Web caches are an integral part of this performance-enhancing infrastructure. Situated between the client and the server, they serve content from their local storage rather than fetching it from the origin web server. If a client requests a resource not present in the web cache, the resource is requested from the web server. The web cache then stores this resource locally, enabling it to respond to future requests for that resource without re-querying the web server. Typically, web caches store resources for a limited time to allow changes to propagate once the cache has been refreshed.
How do Web Caches work?
As previously discussed, web caches store resources to reduce the load on the web server. These resources can be static, such as stylesheets or script files, or dynamic responses generated by the web server based on user-supplied data (e.g., search queries). To effectively serve cached resources, the web cache must differentiate between requests to determine whether two requests can be served the same cached response, or if a fresh response needs to be fetched from the web server.
Simply comparing requests byte-by-byte to determine if they should receive the same response is highly inefficient. Different browsers send various headers that do not directly influence the response, such as the User-Agent header. Furthermore, web browsers commonly populate the Referer header to inform the web server from where a resource has been requested; however, in most cases, this also does not directly influence the response.
To circumvent these issues, web caches utilize a subset of all request parameters to decide whether two requests should be served the same response. This subset is known as the Cache Key. In most default configurations, this includes the request path, GET parameters, and the Host header. However, cache keys can be configured individually to include or exclude any HTTP parameters or headers, optimizing them for a specific web application.
Let's examine an example.
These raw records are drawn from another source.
use scl_types::Stage;

use crate::error::LedgerError;

/// Which stages already have a block.
///
/// Flags only ever go from uncommitted to committed. Stages carry no
/// ordering: any free stage may be committed next.
#[derive(Clone, Debug, Default, PartialEq, Eq)]
pub struct StageTracker {
    committed: [bool; Stage::COUNT],
}

impl StageTracker {
    pub fn new() -> Self {
        Self::default()
    }

    pub fn is_committed(&self, stage: Stage) -> bool {
        self.committed[stage.index()]
    }

    /// Mark `stage` as committed.
    pub fn commit(&mut self, stage: Stage) -> Result<(), LedgerError> {
        let slot = &mut self.committed[stage.index()];
        if *slot {
            return Err(LedgerError::AlreadyCommitted { stage });
        }
        *slot = true;
        Ok(())
    }

    pub fn committed_count(&self) -> usize {
        self.committed.iter().filter(|c| **c).count()
    }

    /// Returns `true` once all stages are committed.
    pub fn is_complete(&self) -> bool {
        self.committed_count() == Stage::COUNT
    }

    /// Stages still free, in canonical order.
    pub fn remaining(&self) -> impl Iterator<Item = Stage> + '_ {
        Stage::ALL.into_iter().filter(|s| !self.is_committed(*s))
    }

    /// Committed stages, in canonical order.
    pub fn committed(&self) -> impl Iterator<Item = Stage> + '_ {
        Stage::ALL.into_iter().filter(|s| self.is_committed(*s))
    }
}
//! Foundation types for the Supply Chain Ledger (SCL).
//!
//! This crate provides the identity, temporal, and structural types shared by
//! the ledger core, the field gate, and the command-line session.
//!
//! # Key Types
//!
//! - [`Stage`]: One of the eight fixed supply-chain stages
//! - [`BlockHash`]: Opaque 20-character block identifier
//! - [`IdentifierGenerator`]: Seeded source of fresh [`BlockHash`] values
//! - [`Timestamp`]: Creation time captured as a display string
//! - [`Field`]: Named field value carried by a block

pub mod error;
pub mod field;
pub mod identifier;
pub mod stage;
pub mod temporal;

pub use error::TypeError;
pub use field::Field;
pub use identifier::{BlockHash, IdentifierGenerator, HASH_LEN};
pub use stage::Stage;
pub use temporal::Timestamp;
Assuming the web cache is configured to use the default cache key (request path, GET parameters, and Host header), the following two requests would receive the same response:
GET /index.html?language=en HTTP/1.1
Host: example.com
User-Agent: Mozilla/5.0 (Windows NT 10.0; Win64; x64) AppleWebKit/537.36 (KHTML, like Gecko) Chrome/108.0.5359.125 Safari/537.36
Accept: text/htmlThe second request has the same cache key and thus receives the same response. The requests differ in the User-Agent header due to different operating systems and also contain a different Accept header. These differences do not affect the cached response.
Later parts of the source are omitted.